Data entries:
= = = =
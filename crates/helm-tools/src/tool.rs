// Copyright (c) 2024-2026 Martin Schröder <info@swedishembedded.com>
//
// SPDX-License-Identifier: MIT
use async_trait::async_trait;
use serde_json::Value;

use crate::context::ToolContext;
use crate::policy::ApprovalPolicy;

/// A single tool invocation requested by the model.
#[derive(Debug, Clone)]
pub struct ToolCall {
    /// Opaque identifier returned by the model (forwarded verbatim)
    pub id: String,
    pub name: String,
    /// Parsed JSON arguments
    pub args: Value,
}

/// A single content item in a rich tool output.
///
/// All builtin tools in this crate currently produce only `Text`; `Image`
/// is kept so a future screen-capture tool has somewhere to put its output.
#[derive(Debug, Clone)]
pub enum ToolOutputPart {
    /// Plain UTF-8 text.
    Text(String),
    /// Base64 data URL: `data:<mime>;base64,<b64>`.
    Image(String),
}

/// The result of executing a tool.
#[derive(Debug, Clone)]
pub struct ToolOutput {
    pub call_id: String,
    /// Plain-text content — concatenation of all Text parts.
    pub content: String,
    /// Structured parts (text and/or images). For tools that only return
    /// text this contains exactly one `Text` part mirroring `content`.
    pub parts: Vec<ToolOutputPart>,
    /// If true, the tool execution failed non-fatally (returned error message).
    pub is_error: bool,
}

impl ToolOutput {
    /// Successful plain-text result.
    pub fn ok(call_id: impl Into<String>, content: impl Into<String>) -> Self {
        let text = content.into();
        let call_id = call_id.into();
        Self {
            call_id,
            content: text.clone(),
            parts: vec![ToolOutputPart::Text(text)],
            is_error: false,
        }
    }

    /// Error result containing a plain-text error message.
    pub fn err(call_id: impl Into<String>, msg: impl Into<String>) -> Self {
        let text = msg.into();
        let call_id = call_id.into();
        Self {
            call_id,
            content: text.clone(),
            parts: vec![ToolOutputPart::Text(text)],
            is_error: true,
        }
    }

    /// Result with arbitrary parts (text and/or images).
    pub fn with_parts(call_id: impl Into<String>, parts: Vec<ToolOutputPart>) -> Self {
        let text = parts
            .iter()
            .filter_map(|p| match p {
                ToolOutputPart::Text(t) => Some(t.as_str()),
                _ => None,
            })
            .collect::<Vec<_>>()
            .join("\n");
        Self {
            call_id: call_id.into(),
            content: text,
            parts,
            is_error: false,
        }
    }

    /// Return `true` if this output contains at least one image part.
    pub fn has_images(&self) -> bool {
        self.parts
            .iter()
            .any(|p| matches!(p, ToolOutputPart::Image(_)))
    }
}

/// Describes the shape of a tool's text output for context-aware truncation.
///
/// When a tool result exceeds the configured token cap, `helm-core` uses
/// this category to pick the right extraction strategy. Each tool declares
/// its own category; `helm-core` never hard-codes tool names.
#[derive(Debug, Clone, Copy, PartialEq, Eq, Default)]
pub enum OutputCategory {
    /// Terminal / process output: keep the first 60 + last 40 lines so both
    /// the command preamble and the final result are visible.
    /// Suitable for: execute_command, get_terminal_context.
    HeadTail,
    /// File content: keep a head and tail window with a separator.
    /// Suitable for: read_file.
    FileContent,
    /// Generic text: hard-truncate at the character boundary.
    /// Used for all tools that do not fit the categories above.
    #[default]
    Generic,
}

/// Trait that every built-in tool must implement.
#[async_trait]
pub trait Tool: Send + Sync {
    fn name(&self) -> &str;
    fn description(&self) -> &str;
    /// JSON Schema for parameters
    fn parameters_schema(&self) -> Value;
    /// Default approval level for this tool.
    ///
    /// `execute_command` ignores this — its confirmation decision is
    /// computed per-call from the risk classifier (C1/C6).
    fn default_policy(&self) -> ApprovalPolicy;
    /// Describes the shape of this tool's output for context-aware truncation.
    fn output_category(&self) -> OutputCategory {
        OutputCategory::Generic
    }
    /// Execute the tool against a specific terminal session.
    /// Errors should be wrapped in [`ToolOutput::err`].
    async fn execute(&self, call: &ToolCall, ctx: &ToolContext) -> ToolOutput;
}

// ─── Unit tests ──────────────────────────────────────────────────────────────

#[cfg(test)]
mod tests {
    use async_trait::async_trait;
    use serde_json::{json, Value};

    use super::*;

    #[test]
    fn output_category_default_is_generic() {
        assert_eq!(OutputCategory::default(), OutputCategory::Generic);
    }

    #[test]
    fn output_category_variants_are_distinct() {
        assert_ne!(OutputCategory::HeadTail, OutputCategory::FileContent);
        assert_ne!(OutputCategory::HeadTail, OutputCategory::Generic);
        assert_ne!(OutputCategory::FileContent, OutputCategory::Generic);
    }

    struct MinimalTool;

    #[async_trait]
    impl Tool for MinimalTool {
        fn name(&self) -> &str {
            "minimal"
        }
        fn description(&self) -> &str {
            "a minimal tool"
        }
        fn parameters_schema(&self) -> Value {
            json!({ "type": "object" })
        }
        fn default_policy(&self) -> ApprovalPolicy {
            ApprovalPolicy::Auto
        }
        async fn execute(&self, call: &ToolCall, _ctx: &ToolContext) -> ToolOutput {
            ToolOutput::ok(&call.id, "ok")
        }
    }

    #[test]
    fn tool_default_output_category_is_generic() {
        assert_eq!(MinimalTool.output_category(), OutputCategory::Generic);
    }
}
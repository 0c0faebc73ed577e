// Copyright (c) 2024-2026 Martin Schröder <info@swedishembedded.com>
//
// SPDX-License-Identifier: MIT
//! `send_control_key`: send a single control character or short keystroke to
//! the driven terminal — the agent's way to interrupt, confirm, or page.

use async_trait::async_trait;
use serde_json::{json, Value};

use helm_term::ControlKey;

use crate::context::ToolContext;
use crate::policy::ApprovalPolicy;
use crate::tool::{Tool, ToolCall, ToolOutput};

pub struct SendControlKeyTool;

pub(crate) fn parse_key(name: &str) -> Option<ControlKey> {
    match name {
        "ctrl+c" | "ctrl_c" | "sigint" => Some(ControlKey::CtrlC),
        "ctrl+d" | "ctrl_d" | "eof" => Some(ControlKey::CtrlD),
        "ctrl+z" | "ctrl_z" | "sigtstp" => Some(ControlKey::CtrlZ),
        "q" => Some(ControlKey::Q),
        "space" => Some(ControlKey::Space),
        "enter" | "return" => Some(ControlKey::Enter),
        _ => None,
    }
}

#[async_trait]
impl Tool for SendControlKeyTool {
    fn name(&self) -> &str {
        "send_control_key"
    }

    fn description(&self) -> &str {
        "Send a control key to the terminal: ctrl+c, ctrl+d, ctrl+z, q, space, or enter. \
         Use this to interrupt a fire-and-forget command, dismiss a pager, or answer a \
         yes/no prompt."
    }

    fn parameters_schema(&self) -> Value {
        json!({
            "type": "object",
            "properties": {
                "key": {
                    "type": "string",
                    "enum": ["ctrl+c", "ctrl+d", "ctrl+z", "q", "space", "enter"]
                }
            },
            "required": ["key"]
        })
    }

    fn default_policy(&self) -> ApprovalPolicy {
        ApprovalPolicy::Auto
    }

    async fn execute(&self, call: &ToolCall, ctx: &ToolContext) -> ToolOutput {
        let Some(key_name) = call.args.get("key").and_then(Value::as_str) else {
            return ToolOutput::err(&call.id, "missing required argument: key");
        };
        let Some(key) = parse_key(key_name) else {
            return ToolOutput::err(&call.id, format!("unknown control key: {key_name}"));
        };

        match ctx.terminal.send_control(key).await {
            Ok(()) => ToolOutput::ok(&call.id, format!("sent {key_name}")),
            Err(e) => ToolOutput::err(&call.id, format!("failed to send {key_name}: {e}")),
        }
    }
}

#[cfg(test)]
mod tests {
    use super::*;

    #[test]
    fn parses_known_keys() {
        assert_eq!(parse_key("ctrl+c"), Some(ControlKey::CtrlC));
        assert_eq!(parse_key("enter"), Some(ControlKey::Enter));
    }

    #[test]
    fn rejects_unknown_key() {
        assert_eq!(parse_key("ctrl+alt+del"), None);
    }
}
= = = =
Task instructions: Going through the records above, state how many lines carry "ctrl", with no other text.

Response to the task: 7